Teach the Children

Everything is a political issue today, it seems. Some of them are bewildering. When did conservative Republicans become so hostile to public education? I suppose the core belief of the Republican is that money is not the answer, even when, as it comes to education, this is disproved over and over again.

The Trump budget, scarier than any Stephen King novel, came out this week, and there's something for every right-thinking person to hate. I'll just focus on education. The simple numbers are: 9.2 billion dollars, or a 13.5 percent cut. Just on its face that's bad enough, when the U.S. has fallen behind in the brain race with other countries.

But here are a few particulars: stopping the subsidization of student loans, which makes college more expensive. This is fine for kids who have parents who can write checks to Princeton, but for those who can't, you will spend the rest of your life in crippling debt. The Democrats have it right--make tuition free for community and state schools, which will enable poor students to get a leg up.

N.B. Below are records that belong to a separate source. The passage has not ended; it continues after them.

//! Synthetic readings used when the feed rejects a request with 400.
//!
//! Keeps the dashboard populated during demos and outages. Callers always
//! receive these wrapped in `FeedOutcome::Fallback`, never mixed with live data.

use chrono::{DateTime, Duration, Utc};
use rand::Rng;

use crate::models::Reading;

// ---

/// Spacing between synthetic samples.
pub const SAMPLE_SPACING_MINUTES: i64 = 30;

/// Generate `count` random readings, most recent first, the first stamped
/// `now` and each further one 30 minutes earlier.
///
/// Ranges: temperature 20..30, humidity 40..80, soil moisture 30..80.
/// Entry ids count down from `count` to 1.
pub fn generate(count: u32, now: DateTime<Utc>) -> Vec<Reading> {
    // ---
    let mut rng = rand::thread_rng();

    (0..count)
        .map(|i| Reading {
            temperature: rng.gen_range(20.0..30.0),
            humidity: rng.gen_range(40.0..80.0),
            soil_moisture: rng.gen_range(30.0..80.0),
            timestamp: now - Duration::minutes(SAMPLE_SPACING_MINUTES * i as i64),
            entry_id: u64::from(count - i),
        })
        .collect()
}

#[cfg(test)]
mod tests {
    // ---
    use super::*;

    #[test]
    fn test_shape_and_ranges() {
        // ---
        let now = Utc::now();
        let data = generate(48, now);

        assert_eq!(data.len(), 48);
        assert_eq!(data[0].timestamp, now);
        assert_eq!(data[0].entry_id, 48);
        assert_eq!(data[47].entry_id, 1);

        for pair in data.windows(2) {
            assert_eq!(pair[0].timestamp - pair[1].timestamp, Duration::minutes(30));
        }
        for r in &data {
            assert!((20.0..30.0).contains(&r.temperature));
            assert!((40.0..80.0).contains(&r.humidity));
            assert!((30.0..80.0).contains(&r.soil_moisture));
        }
    }

    #[test]
    fn test_zero_count() {
        assert!(generate(0, Utc::now()).is_empty());
    }
}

So many Republicans whine about people not pulling themselves up by their boot straps--what if they can't afford boot straps?

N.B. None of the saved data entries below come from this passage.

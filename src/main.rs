//! Application entry point for the `farmwatch` binary.
//!
//! Wires configuration, logging, the status store, the feed client and the
//! sensor session together, then runs one of:
//! - `monitor` (default) – refresh on a timer and log stats and health bands
//! - `export` – one refresh, then write the readings as CSV
//! - `status` – print the persisted API status
//! - `predict-crop`, `detect-disease`, `analyze-disease` – prediction service calls
//!
//! # Environment Variables
//! See [`farmwatch::config::load_from_env`] for the feed and service settings.
//! - `FARMWATCH_LOG_LEVEL` (optional) – log verbosity (default: `info`)
//! - `FORCE_COLOR` (optional) – force ANSI colours on or off
use std::{
    env, fs,
    path::{Path, PathBuf},
    sync::Arc,
    time::Duration,
};

use anyhow::{anyhow, Context, Result};
use chrono::Utc;
use clap::{Parser, Subcommand};
use dotenvy::dotenv;
use is_terminal::IsTerminal;
use tokio::sync::broadcast::error::RecvError;
use tracing_subscriber::filter::EnvFilter;

use farmwatch::notice::{self, Notice};
use farmwatch::predict::{CropPredictionRequest, SoilType};
use farmwatch::report;
use farmwatch::{
    config, spread, Config, FeedClient, FileStore, HealthTracker, HttpTransport, Metric,
    PredictionClient, RefreshOutcome, SensorSession, SessionSnapshot,
};

// ---

#[derive(Parser, Debug)]
#[command(name = "farmwatch")]
#[command(about = "Farm sensor feed monitor")]
struct Args {
    #[command(subcommand)]
    command: Option<Command>,
}

#[derive(Subcommand, Debug)]
enum Command {
    /// Refresh on a timer and log each cycle until Ctrl-C
    Monitor,

    /// Refresh once and export the readings as CSV
    Export {
        /// History window in days (defaults to WINDOW_DAYS)
        #[arg(long)]
        days: Option<u32>,

        /// Output file (defaults to farm-data-<today>.csv)
        #[arg(long)]
        out: Option<PathBuf>,
    },

    /// Print the last recorded feed API status
    Status,

    /// Recommend a crop from soil and climate parameters
    PredictCrop {
        #[arg(long)]
        temperature: f64,
        #[arg(long)]
        humidity: f64,
        #[arg(long)]
        moisture: f64,
        #[arg(long, value_enum)]
        soil_type: SoilType,
        #[arg(long)]
        nitrogen: f64,
        #[arg(long, default_value_t = 0.0)]
        potassium: f64,
        #[arg(long, default_value_t = 0.0)]
        phosphorus: f64,
    },

    /// Classify plant disease from an image
    DetectDisease { image: PathBuf },

    /// Free-text disease analysis of an image
    AnalyzeDisease { image: PathBuf },
}

#[tokio::main]
async fn main() -> Result<()> {
    // ---
    dotenv().ok();
    init_tracing();

    let args = Args::parse();
    let cfg = config::load_from_env()?;
    cfg.log_config();

    match args.command.unwrap_or(Command::Monitor) {
        Command::Monitor => monitor(&cfg).await,
        Command::Export { days, out } => export(&cfg, days, out).await,
        Command::Status => {
            let status = build_health(&cfg).current();
            println!("{}", serde_json::to_string_pretty(&status)?);
            Ok(())
        }
        Command::PredictCrop {
            temperature,
            humidity,
            moisture,
            soil_type,
            nitrogen,
            potassium,
            phosphorus,
        } => {
            let request = CropPredictionRequest {
                temperature,
                humidity,
                moisture,
                soil_type,
                nitrogen,
                potassium,
                phosphorus,
            };
            let prediction = prediction_client(&cfg)?.predict_crop(&request).await?;
            println!("Recommended crop: {}", prediction.predicted_crop);
            Ok(())
        }
        Command::DetectDisease { image } => {
            let (bytes, name) = read_image(&image)?;
            let result = prediction_client(&cfg)?.predict_disease(bytes, &name).await?;
            println!(
                "{} (confidence {:.1}%)",
                result.prediction.predicted_class,
                result.prediction.confidence * 100.0
            );
            Ok(())
        }
        Command::AnalyzeDisease { image } => {
            let (bytes, name) = read_image(&image)?;
            let result = prediction_client(&cfg)?.analyze_disease(bytes, &name).await?;
            println!("{}", result.analysis);
            Ok(())
        }
    }
}

// ---

async fn monitor(cfg: &Config) -> Result<()> {
    // ---
    let session = Arc::new(
        build_session(cfg, cfg.window_days)?
            .with_refresh_interval(Duration::from_secs(cfg.refresh_interval_secs)),
    );

    let mut notices = session.subscribe();
    let watcher = Arc::clone(&session);
    tokio::spawn(async move {
        loop {
            match notices.recv().await {
                Ok(Notice::Updated { .. }) => log_snapshot(&watcher.snapshot()),
                Ok(notice) => log_notice(&notice),
                Err(RecvError::Lagged(n)) => tracing::warn!("Dropped {} notices", n),
                Err(RecvError::Closed) => break,
            }
        }
    });

    let task = session.start();
    tokio::signal::ctrl_c().await?;
    tracing::info!("Shutting down");
    task.stop();
    Ok(())
}

async fn export(cfg: &Config, days: Option<u32>, out: Option<PathBuf>) -> Result<()> {
    // ---
    let session = build_session(cfg, days.unwrap_or(cfg.window_days))?;

    match session.refresh().await {
        RefreshOutcome::Failed { reason } => {
            return Err(anyhow!("Failed to fetch sensor data: {}", reason))
        }
        RefreshOutcome::NoData => return Err(anyhow!("No sensor data available")),
        RefreshOutcome::Updated { synthetic: true, .. } => {
            tracing::warn!("Exporting synthetic fallback data");
        }
        RefreshOutcome::Updated { .. } => {}
    }

    let path =
        out.unwrap_or_else(|| PathBuf::from(report::export_file_name(Utc::now().date_naive())));
    let file = fs::File::create(&path).with_context(|| format!("creating {}", path.display()))?;
    report::write_csv(&session.readings(), std::io::BufWriter::new(file))?;

    tracing::info!("CSV file written to {}", path.display());
    Ok(())
}

fn build_health(cfg: &Config) -> Arc<HealthTracker> {
    Arc::new(HealthTracker::new(Arc::new(FileStore::new(&cfg.status_store_path))))
}

fn build_session(cfg: &Config, window_days: u32) -> Result<SensorSession> {
    // ---
    let transport = HttpTransport::from_config(cfg)?;
    let feed = FeedClient::new(
        Arc::new(transport),
        build_health(cfg),
        notice::channel(),
        cfg.degraded_threshold_ms,
    );
    Ok(SensorSession::new(Arc::new(feed), window_days))
}

fn prediction_client(cfg: &Config) -> Result<PredictionClient> {
    Ok(PredictionClient::new(
        &cfg.prediction_url,
        Duration::from_secs(cfg.http_timeout_secs),
    )?)
}

fn read_image(path: &Path) -> Result<(Vec<u8>, String)> {
    // ---
    let bytes = fs::read(path).with_context(|| format!("reading {}", path.display()))?;
    let name = path
        .file_name()
        .map(|n| n.to_string_lossy().into_owned())
        .unwrap_or_else(|| "image".to_string());
    Ok((bytes, name))
}

fn log_snapshot(snap: &SessionSnapshot) {
    // ---
    let s = &snap.stats;
    tracing::info!(
        "API {} ({}ms){} - {} readings",
        snap.api_status.status,
        snap.api_status.response_time,
        if snap.is_synthetic { " [synthetic]" } else { "" },
        snap.readings.len()
    );
    tracing::info!(
        "avg temp {:.1}°C [{}..{}], humidity {:.1}% [{}..{}], soil {:.1}% [{}..{}]",
        s.avg_temp,
        s.min_temp,
        s.max_temp,
        s.avg_humidity,
        s.min_humidity,
        s.max_humidity,
        s.avg_soil_moisture,
        s.min_soil_moisture,
        s.max_soil_moisture
    );

    for metric in Metric::ALL {
        let d = spread(&snap.readings, metric);
        tracing::debug!("{} std dev {:.1}", metric.label(), d.std_dev);
    }

    if let (Some(latest), Some(health)) = (&snap.latest, snap.latest_health()) {
        for (metric, band) in health {
            tracing::info!(
                "latest #{} {}: {}{} ({})",
                latest.entry_id,
                metric.label(),
                latest.value(metric),
                metric.unit(),
                band
            );
        }
    }
}

fn log_notice(notice: &Notice) {
    // ---
    match notice {
        Notice::Updated { count } => tracing::info!("Sensor data updated ({} readings)", count),
        Notice::NoData => tracing::warn!("No sensor data available"),
        Notice::UsingFallback { count } => {
            tracing::warn!("Feed unavailable, showing {} sample readings", count)
        }
        Notice::FeedUnavailable { reason } => {
            tracing::error!("Failed to fetch sensor data: {}", reason)
        }
        Notice::RefreshFailed { reason } => tracing::error!("Refresh failed: {}", reason),
    }
}

/// Initialize the global tracing subscriber for structured logging.
///
/// This function configures the [`tracing_subscriber`] with:
/// - Log target, file, and line number output enabled
/// - Color output controlled by TTY detection and `FORCE_COLOR` env var:
///   - `FORCE_COLOR=1|true|yes`: force colors on
///   - `FORCE_COLOR=0|false|no`: force colors off
///   - unset or other values: auto-detect TTY
/// - Log level controlled by `RUST_LOG`, else the `FARMWATCH_LOG_LEVEL` env var
///
/// This should be called once at startup before any logging macros are invoked.
fn init_tracing() {
    // ---
    let use_color = match env::var("FORCE_COLOR").as_deref() {
        Ok("1") | Ok("true") | Ok("yes") => true,
        Ok("0") | Ok("false") | Ok("no") => false,
        _ => std::io::stdout().is_terminal(),
    };

    let env_filter = if env::var("RUST_LOG").is_ok() {
        EnvFilter::from_default_env()
    } else {
        let level = match env::var("FARMWATCH_LOG_LEVEL").ok().as_deref() {
            Some("trace") => "trace",
            Some("debug") => "debug",
            Some("warn") => "warn",
            Some("error") => "error",
            _ => "info",
        };
        EnvFilter::new(format!("{level},reqwest=warn,hyper=warn"))
    };

    tracing_subscriber::fmt()
        .with_target(true)
        .with_file(true)
        .with_line_number(true)
        .with_env_filter(env_filter)
        .with_ansi(use_color)
        .compact()
        .init();
}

Cuts to Medicaid would impact special needs students. These kids always get the short end of the stick, whether it's the short bus or getting shoved in the worst classrooms. Lest we forget, there is a law (the IDEA, passed in 1990) that ensures every child with a free, public education that best fits their needs.

Proposed is a 2.3 billion dollar cut in a teacher training program that would help reduce class size. Believe me, the smaller the class, the better the education. You can't reach everyone in a class full of fifty kids. And lack of teacher training means poorer teachers. If you don't pay teachers well, no matter how devoted they are they will eventually suffer from burnout and feeling unappreciated, and will have to move on to other careers to feed their families.

Title I, a program that aids high-poverty schools, would remain flat. I teach at at a Title 1 school, and believe me, we need the money. My kids are lucky if they have a pencil, and I end up buying school supplies out of my own pocket. My old principal, who knows a thing or two about high-poverty education, was blunt: throwing money at schools is the solution, not the problem. Of course it has to be spent right, but leave that to people who know what they're doing, not politicians.

Of course, the Republican answer is school choice. Let students from struggling school districts get vouchers to attend private schools (even religious ones). All this does is remove money from public schools, and will lead to the ultimate destruction of public education in the inner cities. Instead, why not give that money to public schools, so they can better themselves?

The villain in all this is Betsy DeVos. It's a crap shoot on who Trump's worse cabinet appointment was--it's hard to top Ben Carson or Jeff Sessions--but DeVos was the one who made me, an educator, the angriest. She has never attended a public school, nor have her children. She got the job by taking Amway money (those annoying people who badger you to join their pyramid scheme) and donating it to Trump. She believes that public education is a "dead end," and that charter schools are the way to go.

I have nothing against charter schools. Las Vegas is full of them, and many of them are tuition-free. Parents of students who have discipline problems would be well to send their children to them, because the atmosphere is much tougher and the education more rigorous (I remember the fear of being sent to military school). But charter schools should be an alternative, not a replacement. For one thing, they have no higher a success rate than public schools. Second, if they don't accept federal money, they do not have to obey anti-discrimination laws. But DeVos wants to change that.

In recent questioning by Congresswoman Katherine Clark, one of my new heroes, DeVos indicated that states had control over who could go to the schools and who couldn't. Clark zeroed in and asked point-blank: could schools deny rights to LGBT students. DeVos, indirectly, indicated that they could. Clark, appalled, asked if a school could receive federal money and discriminate against blacks. DeVos, amazingly, gave the same answer, and it didn't seem to bother her a bit. I wish Clark would have gone a step further and asked if a school could keep out white children.

Caring about education involves caring about the greater good. I used to hear old people whine about school taxes when they didn't have kids in the system anymore--implying, "Fuck it, my kids are out, I've paid my dues." This is the Republican way of thinking--"If it doesn't affect me, I don't give a shit." Unfortunately, this short-sightedness leads to a withering of society. Our civilization depends on our people being well-educated. We don't all need to be geniuses, but it certainly helps when everyone has basic literacy levels, which we don't. My students, who are sixth-graders, come in on average with a third-grade reading level. They are already behind the eight ball, and Trump and DeVos are just going to sink them into the pocket.